DIRECTIONS: Report the lines of the data below that contain the string "usize".

RECORDED INFORMATION:

//! Graph API transport
//!
//! The transport owns the HTTP details: base URL, API version, where the
//! access token goes and how Graph error bodies are decoded.

use crate::error::{AppError, RemoteCategory};
use futures::future::BoxFuture;
use futures::FutureExt;
use serde::Deserialize;
use serde_json::Value;
use std::fmt;
use tracing::{debug, warn};
use url::Url;

#[derive(Debug, Clone, Copy, PartialEq, Eq)]
pub enum Method {
    Get,
    Post,
    Delete,
}

impl Method {
    pub fn as_str(&self) -> &'static str {
        match self {
            Method::Get => "GET",
            Method::Post => "POST",
            Method::Delete => "DELETE",
        }
    }
}

/// A single Graph API call.
///
/// `path` is relative to the versioned base URL (`me/accounts`, `{page_id}/feed`).
/// For GET and DELETE the params travel in the query string, for POST in a
/// form-encoded body.
#[derive(Clone, PartialEq)]
pub struct GraphRequest {
    pub method: Method,
    pub path: String,
    pub params: Vec<(String, String)>,
    pub access_token: String,
}

impl GraphRequest {
    #[cfg(test)]
    pub fn param(&self, key: &str) -> Option<&str> {
        self.params
            .iter()
            .find(|(k, _)| k == key)
            .map(|(_, v)| v.as_str())
    }
}

impl fmt::Debug for GraphRequest {
    fn fmt(&self, f: &mut fmt::Formatter<'_>) -> fmt::Result {
        f.debug_struct("GraphRequest")
            .field("method", &self.method)
            .field("path", &self.path)
            .field("params", &self.params)
            .finish_non_exhaustive()
    }
}

/// Sends Graph requests and returns the parsed JSON body
pub trait GraphTransport: Send + Sync {
    fn send(&self, request: GraphRequest) -> BoxFuture<'_, Result<Value, AppError>>;
}

/// reqwest-backed transport talking to graph.facebook.com
pub struct HttpTransport {
    client: reqwest::Client,
    base_url: Url,
}

impl HttpTransport {
    /// `base_url` must be the versioned root, e.g. `https://graph.facebook.com/v21.0/`
    pub fn new(client: reqwest::Client, base_url: Url) -> Self {
        Self { client, base_url }
    }

    pub fn base_url(&self) -> &Url {
        &self.base_url
    }

    async fn execute(&self, request: GraphRequest) -> Result<Value, AppError> {
        let url = graph_url(&self.base_url, &request.path)?;

        debug!("{} {}", request.method.as_str(), url.path());

        let token = [("access_token", request.access_token.as_str())];
        let builder = match request.method {
            Method::Get => self.client.get(url).query(&token).query(&request.params),
            Method::Delete => self.client.delete(url).query(&token).query(&request.params),
            Method::Post => self.client.post(url).query(&token).form(&request.params),
        };

        let response = builder.send().await?;
        let status = response.status();
        let body = response.text().await?;

        if !status.is_success() {
            let err = remote_error(status.as_u16(), &body);
            warn!(
                "Graph request {} {} failed: {}",
                request.method.as_str(),
                request.path,
                err
            );
            return Err(err);
        }

        parse_body(&body)
    }
}

/// Object ids and edge names are plain `[A-Za-z0-9_]` words
pub fn is_path_segment(segment: &str) -> bool {
    !segment.is_empty()
        && segment
            .chars()
            .all(|c| c.is_ascii_alphanumeric() || c == '_')
}

/// Append `path` to the versioned base one encoded segment at a time.
///
/// The result always stays on the base's origin and under its path prefix,
/// so the access token only ever goes to the configured Graph host.
fn graph_url(base: &Url, path: &str) -> Result<Url, AppError> {
    let segments: Vec<&str> = path.split('/').collect();
    if let Some(bad) = segments.iter().find(|s| !is_path_segment(s)) {
        return Err(AppError::validation(
            "",
            format!("'{}' is not a valid Graph object id", bad),
        ));
    }

    let mut url = base.clone();
    url.path_segments_mut()
        .map_err(|_| AppError::Config(format!("Graph base URL cannot take a path: {}", base)))?
        .pop_if_empty()
        .extend(segments);

    if url.origin() != base.origin() || !url.path().starts_with(base.path()) {
        return Err(AppError::Internal(format!(
            "Graph path '{}' escapes {}",
            path, base
        )));
    }
    Ok(url)
}

impl GraphTransport for HttpTransport {
    fn send(&self, request: GraphRequest) -> BoxFuture<'_, Result<Value, AppError>> {
        self.execute(request).boxed()
    }
}

#[derive(Debug, Deserialize)]
struct GraphErrorBody {
    error: GraphErrorDetail,
}

#[derive(Debug, Deserialize)]
struct GraphErrorDetail {
    message: String,
    #[serde(rename = "type")]
    kind: Option<String>,
    code: Option<i64>,
    error_subcode: Option<i64>,
}

/// Decode a non-2xx Graph response into a `Remote` error
pub fn remote_error(status: u16, body: &str) -> AppError {
    match serde_json::from_str::<GraphErrorBody>(body) {
        Ok(parsed) => {
            let detail = parsed.error;
            let mut message = detail.message;
            let mut extras = Vec::new();
            if let Some(kind) = &detail.kind {
                extras.push(kind.clone());
            }
            if let Some(code) = detail.code {
                extras.push(format!("code {}", code));
            }
            if let Some(sub) = detail.error_subcode {
                extras.push(format!("subcode {}", sub));
            }
            extras.push(format!("HTTP {}", status));
            message.push_str(&format!(" ({})", extras.join(", ")));

            AppError::Remote {
                status: Some(status),
                category: RemoteCategory::classify(status, detail.code),
                message,
            }
        }
        Err(_) => {
            let text = body.trim();
            let message = if text.is_empty() {
                format!("HTTP {}", status)
            } else {
                format!("HTTP {}: {}", status, text)
            };
            AppError::Remote {
                status: Some(status),
                category: RemoteCategory::classify(status, None),
                message,
            }
        }
    }
}

fn parse_body(body: &str) -> Result<Value, AppError> {
    if body.trim().is_empty() {
        return Ok(Value::Null);
    }
    serde_json::from_str(body)
        .map_err(|e| AppError::Internal(format!("Graph API returned invalid JSON: {}", e)))
}
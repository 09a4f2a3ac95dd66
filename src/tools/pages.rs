//! Page tools: list managed pages, page details, page tokens

use super::{tool, Category, Tool, ToolAnnotations};
use schemars::JsonSchema;
use serde::Deserialize;

#[derive(JsonSchema, Deserialize, Clone, Debug)]
pub struct ListPagesArgs {}

#[derive(JsonSchema, Deserialize, Clone, Debug)]
pub struct GetPageArgs {
    /// Page ID (defaults to the configured FACEBOOK_PAGE_ID)
    pub page_id: Option<String>,
    /// Comma-separated fields to return (e.g. "id,name,fan_count")
    pub fields: Option<String>,
}

#[derive(JsonSchema, Deserialize, Clone, Debug)]
pub struct GetPageTokenArgs {
    /// Page ID (defaults to the configured FACEBOOK_PAGE_ID)
    pub page_id: Option<String>,
}

pub fn tools() -> Vec<Tool> {
    vec![
        tool(
            "fb_list_pages",
            Category::Pages,
            "List all Facebook Pages the access token can manage, with IDs, names and categories",
            ToolAnnotations::read_only("List Pages"),
            |client, _args: ListPagesArgs| async move { client.list_pages().await },
        ),
        tool(
            "fb_get_page",
            Category::Pages,
            "Get details of a Facebook Page (name, about, category, fan count, link, website)",
            ToolAnnotations::read_only("Get Page"),
            |client, args: GetPageArgs| async move {
                client
                    .get_page(args.page_id.as_deref(), args.fields.as_deref())
                    .await
            },
        ),
        tool(
            "fb_get_page_token",
            Category::Pages,
            "Get the Page access token for a Page the user manages",
            ToolAnnotations::read_only("Get Page Token"),
            |client, args: GetPageTokenArgs| async move {
                client.get_page_token(args.page_id.as_deref()).await
            },
        ),
    ]
}
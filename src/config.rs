//! Server configuration
//!
//! Layers, lowest precedence first: built-in defaults, the JSON config file,
//! then environment variables and command-line flags (merged by clap).

use crate::cli::ConnectionArgs;
use crate::error::AppError;
use anyhow::{Context, Result};
use serde::{Deserialize, Serialize};
use std::fs;
use std::path::{Path, PathBuf};
use std::time::Duration;
use url::Url;

pub const DEFAULT_GRAPH_URL: &str = "https://graph.facebook.com";
pub const DEFAULT_API_VERSION: &str = "v21.0";
pub const DEFAULT_TIMEOUT_SECS: u64 = 30;

/// Contents of `config.json`. Every field is optional.
#[derive(Debug, Clone, Default, Serialize, Deserialize)]
#[serde(default)]
pub struct FileConfig {
    pub access_token: Option<String>,
    pub page_id: Option<String>,
    pub graph_url: Option<String>,
    pub api_version: Option<String>,
    pub timeout_secs: Option<u64>,
}

/// Resolved configuration
#[derive(Clone)]
pub struct Config {
    pub access_token: Option<String>,
    pub page_id: Option<String>,
    pub graph_url: Url,
    pub api_version: String,
    pub timeout: Duration,
}

/// Get the path to the default configuration file
pub fn config_path() -> Result<PathBuf> {
    let config_dir = dirs::config_dir().context("Cannot determine config directory")?;
    Ok(config_dir.join("facebook-pages-mcp").join("config.json"))
}

/// Load a config file; a missing file yields the defaults
pub fn load_file(path: &Path) -> Result<FileConfig> {
    if !path.exists() {
        return Ok(FileConfig::default());
    }

    let data = fs::read_to_string(path)
        .with_context(|| format!("Failed to read config file {}", path.display()))?;
    let config: FileConfig = serde_json::from_str(&data)
        .with_context(|| format!("Failed to parse config file {}", path.display()))?;
    Ok(config)
}

fn non_empty(value: Option<String>) -> Option<String> {
    value
        .map(|v| v.trim().to_string())
        .filter(|v| !v.is_empty())
}

impl Config {
    /// Load the config file named by `args` (or the default location) and
    /// apply the flag/env overrides on top. Only the default location may be
    /// absent.
    pub fn load(args: &ConnectionArgs) -> Result<Self> {
        let path = match &args.config {
            Some(path) => {
                if !path.exists() {
                    anyhow::bail!("Config file {} does not exist", path.display());
                }
                path.clone()
            }
            None => match config_path() {
                Ok(path) => path,
                Err(_) => return Ok(Self::merge(FileConfig::default(), args)?),
            },
        };
        let file = load_file(&path)?;
        Ok(Self::merge(file, args)?)
    }

    pub fn merge(file: FileConfig, args: &ConnectionArgs) -> Result<Self, AppError> {
        let graph_url_raw = non_empty(args.graph_url.clone())
            .or(non_empty(file.graph_url))
            .unwrap_or_else(|| DEFAULT_GRAPH_URL.to_string());
        let graph_url = Url::parse(&graph_url_raw).map_err(|e| {
            AppError::Config(format!("invalid graph URL '{}': {}", graph_url_raw, e))
        })?;
        if graph_url.scheme() != "https" && graph_url.scheme() != "http" {
            return Err(AppError::Config(format!(
                "graph URL must be http(s), got '{}'",
                graph_url_raw
            )));
        }

        let api_version = non_empty(args.api_version.clone())
            .or(non_empty(file.api_version))
            .unwrap_or_else(|| DEFAULT_API_VERSION.to_string());
        let api_version = api_version.trim_matches('/').to_string();

        let timeout_secs = args
            .timeout
            .or(file.timeout_secs)
            .unwrap_or(DEFAULT_TIMEOUT_SECS);
        if timeout_secs == 0 {
            return Err(AppError::Config(
                "timeout must be at least 1 second".to_string(),
            ));
        }

        Ok(Self {
            access_token: non_empty(args.access_token.clone()).or(non_empty(file.access_token)),
            page_id: non_empty(args.page_id.clone()).or(non_empty(file.page_id)),
            graph_url,
            api_version,
            timeout: Duration::from_secs(timeout_secs),
        })
    }

    /// Versioned API root, always ending in `/` so relative paths join under it
    pub fn graph_base(&self) -> Url {
        let mut base = self.graph_url.clone();
        let path = format!("{}/{}/", base.path().trim_end_matches('/'), self.api_version);
        base.set_path(&path);
        base
    }
}
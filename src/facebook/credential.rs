//! Page access credentials

use crate::error::AppError;
use std::fmt;

/// Reserved argument key carrying a per-call access token override. Also the
/// environment variable the static token is read from.
pub const ACCESS_TOKEN_KEY: &str = "FACEBOOK_PAGE_ACCESS_TOKEN";

/// Access token plus the optional page the server is scoped to
#[derive(Clone, PartialEq, Eq)]
pub struct Credential {
    pub access_token: String,
    pub page_id: Option<String>,
}

impl Credential {
    pub fn new(access_token: impl Into<String>, page_id: Option<String>) -> Self {
        Self {
            access_token: access_token.into(),
            page_id,
        }
    }

    /// Check the token shape before any client is built with it
    pub fn validate(&self) -> Result<(), AppError> {
        if self.access_token.is_empty() {
            return Err(AppError::InvalidCredential("token is empty".to_string()));
        }
        if self
            .access_token
            .chars()
            .any(|c| c.is_whitespace() || c.is_control())
        {
            return Err(AppError::InvalidCredential(
                "token must not contain whitespace or control characters".to_string(),
            ));
        }
        Ok(())
    }
}

// Tokens never end up in logs.
impl fmt::Debug for Credential {
    fn fmt(&self, f: &mut fmt::Formatter<'_>) -> fmt::Result {
        f.debug_struct("Credential")
            .field("access_token", &"<redacted>")
            .field("page_id", &self.page_id)
            .finish()
    }
}

#[cfg(test)]
mod tests {
    use super::*;

    #[test]
    fn test_validate_accepts_plain_token() {
        let cred = Credential::new("EAAGm0PX4ZCpsBA", Some("123".to_string()));
        assert!(cred.validate().is_ok());
    }

    #[test]
    fn test_validate_rejects_malformed_tokens() {
        assert!(matches!(
            Credential::new("", None).validate(),
            Err(AppError::InvalidCredential(_))
        ));
        assert!(matches!(
            Credential::new("abc def", None).validate(),
            Err(AppError::InvalidCredential(_))
        ));
        assert!(matches!(
            Credential::new("abc\n", None).validate(),
            Err(AppError::InvalidCredential(_))
        ));
    }

    #[test]
    fn test_debug_redacts_token() {
        let cred = Credential::new("secret-token", None);
        let printed = format!("{:?}", cred);
        assert!(!printed.contains("secret-token"));
        assert!(printed.contains("redacted"));
    }
}
//! MCP tools implementation
//!
//! Every tool is declared once, as a typed argument struct plus the client
//! call it performs. The catalog shown to hosts and the dispatch table are
//! built from the same entries.

pub mod comments;
pub mod conversations;
pub mod insights;
pub mod pages;
pub mod photos;
pub mod posts;
pub mod videos;

use crate::error::AppError;
use crate::facebook::FacebookClient;
use futures::future::BoxFuture;
use futures::{FutureExt, TryFutureExt};
use schemars::gen::SchemaSettings;
use schemars::JsonSchema;
use serde::de::DeserializeOwned;
use serde::Serialize;
use serde_json::{Map, Value};
use std::collections::HashMap;
use std::future::Future;

/// Tool grouping, mirrored in the server-info resource
#[derive(Debug, Clone, Copy, PartialEq, Eq, Hash, Serialize)]
#[serde(rename_all = "snake_case")]
pub enum Category {
    Pages,
    Posts,
    Comments,
    Photos,
    Videos,
    Insights,
    Conversations,
}

impl Category {
    pub const ALL: [Category; 7] = [
        Category::Pages,
        Category::Posts,
        Category::Comments,
        Category::Photos,
        Category::Videos,
        Category::Insights,
        Category::Conversations,
    ];

    pub fn as_str(&self) -> &'static str {
        match self {
            Category::Pages => "pages",
            Category::Posts => "posts",
            Category::Comments => "comments",
            Category::Photos => "photos",
            Category::Videos => "videos",
            Category::Insights => "insights",
            Category::Conversations => "conversations",
        }
    }
}

/// Behavioral hints for hosts. Not interpreted by the server.
#[derive(Debug, Clone, PartialEq, Serialize)]
#[serde(rename_all = "camelCase")]
pub struct ToolAnnotations {
    pub title: &'static str,
    pub read_only_hint: bool,
    pub destructive_hint: bool,
    pub idempotent_hint: bool,
    pub open_world_hint: bool,
}

impl ToolAnnotations {
    pub fn read_only(title: &'static str) -> Self {
        Self {
            title,
            read_only_hint: true,
            destructive_hint: false,
            idempotent_hint: true,
            open_world_hint: true,
        }
    }

    pub fn write(title: &'static str) -> Self {
        Self {
            title,
            read_only_hint: false,
            destructive_hint: false,
            idempotent_hint: false,
            open_world_hint: true,
        }
    }

    pub fn idempotent_write(title: &'static str) -> Self {
        Self {
            idempotent_hint: true,
            ..Self::write(title)
        }
    }

    pub fn destructive(title: &'static str) -> Self {
        Self {
            title,
            read_only_hint: false,
            destructive_hint: true,
            idempotent_hint: true,
            open_world_hint: true,
        }
    }
}

/// What `tools/list` reports for one tool
#[derive(Debug, Clone, PartialEq, Serialize)]
#[serde(rename_all = "camelCase")]
pub struct ToolDescriptor {
    pub name: &'static str,
    pub description: &'static str,
    pub input_schema: Value,
    pub annotations: ToolAnnotations,
    #[serde(skip)]
    pub category: Category,
}

type Handler =
    Box<dyn Fn(FacebookClient, Value) -> BoxFuture<'static, Result<Value, AppError>> + Send + Sync>;

/// A catalog entry: descriptor plus the single client call it maps to
pub struct Tool {
    pub descriptor: ToolDescriptor,
    handler: Handler,
}

impl Tool {
    pub fn name(&self) -> &'static str {
        self.descriptor.name
    }

    /// Decode `args` into the tool's argument struct and perform its call
    pub async fn invoke(&self, client: FacebookClient, args: Value) -> Result<Value, AppError> {
        (self.handler)(client, args).await
    }
}

/// Declare a tool whose arguments deserialize into `A`
pub(crate) fn tool<A, F, Fut>(
    name: &'static str,
    category: Category,
    description: &'static str,
    annotations: ToolAnnotations,
    op: F,
) -> Tool
where
    A: DeserializeOwned + JsonSchema + Send + 'static,
    F: Fn(FacebookClient, A) -> Fut + Send + Sync + 'static,
    Fut: Future<Output = Result<Value, AppError>> + Send + 'static,
{
    let handler: Handler = Box::new(move |client, args| match parse_args::<A>(name, args) {
        Ok(parsed) => op(client, parsed)
            .map_err(move |e| e.for_tool(name))
            .boxed(),
        Err(e) => futures::future::ready(Err(e)).boxed(),
    });

    Tool {
        descriptor: ToolDescriptor {
            name,
            description,
            input_schema: input_schema::<A>(),
            annotations,
            category,
        },
        handler,
    }
}

/// Structural decoding only; the Graph API judges the values themselves
pub(crate) fn parse_args<A: DeserializeOwned>(tool: &str, args: Value) -> Result<A, AppError> {
    let args = match args {
        Value::Null => Value::Object(Map::new()),
        Value::Object(map) => Value::Object(map),
        other => {
            return Err(AppError::validation(
                tool,
                format!("arguments must be a JSON object, got {}", json_type(&other)),
            ))
        }
    };
    serde_json::from_value(args).map_err(|e| AppError::validation(tool, e.to_string()))
}

fn json_type(value: &Value) -> &'static str {
    match value {
        Value::Null => "null",
        Value::Bool(_) => "boolean",
        Value::Number(_) => "number",
        Value::String(_) => "string",
        Value::Array(_) => "array",
        Value::Object(_) => "object",
    }
}

/// Inline JSON schema for an argument struct, always with a `properties` object
pub(crate) fn input_schema<A: JsonSchema>() -> Value {
    let settings = SchemaSettings::draft07().with(|s| {
        s.inline_subschemas = true;
        s.meta_schema = None;
    });
    let root = settings.into_generator().into_root_schema_for::<A>();
    let mut schema = serde_json::to_value(root).unwrap_or_else(|_| Value::Object(Map::new()));
    if let Value::Object(map) = &mut schema {
        map.remove("title");
        map.entry("type").or_insert_with(|| Value::String("object".to_string()));
        map.entry("properties").or_insert_with(|| Value::Object(Map::new()));
    }
    schema
}

/// Ordered tool catalog doubling as the dispatch table
pub struct Catalog {
    tools: Vec<Tool>,
    index: HashMap<&'static str, usize>,
}

impl Catalog {
    pub fn new() -> Self {
        let mut tools = Vec::new();
        tools.extend(pages::tools());
        tools.extend(posts::tools());
        tools.extend(comments::tools());
        tools.extend(photos::tools());
        tools.extend(videos::tools());
        tools.extend(insights::tools());
        tools.extend(conversations::tools());
        Self::from_tools(tools)
    }

    pub(crate) fn from_tools(tools: Vec<Tool>) -> Self {
        let mut index = HashMap::with_capacity(tools.len());
        for (i, tool) in tools.iter().enumerate() {
            let previous = index.insert(tool.name(), i);
            debug_assert!(previous.is_none(), "duplicate tool name {}", tool.name());
        }
        Self { tools, index }
    }

    pub fn get(&self, name: &str) -> Result<&Tool, AppError> {
        self.index
            .get(name)
            .map(|&i| &self.tools[i])
            .ok_or_else(|| AppError::UnknownTool(name.to_string()))
    }

    pub fn descriptors(&self) -> impl Iterator<Item = &ToolDescriptor> {
        self.tools.iter().map(|t| &t.descriptor)
    }

    pub fn len(&self) -> usize {
        self.tools.len()
    }

    pub fn count_in(&self, category: Category) -> usize {
        self.descriptors().filter(|d| d.category == category).count()
    }
}

impl Default for Catalog {
    fn default() -> Self {
        Self::new()
    }
}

WRITTEN ANSWER:
    index: HashMap<&'static str, usize>,
    pub fn len(&self) -> usize {
    pub fn count_in(&self, category: Category) -> usize {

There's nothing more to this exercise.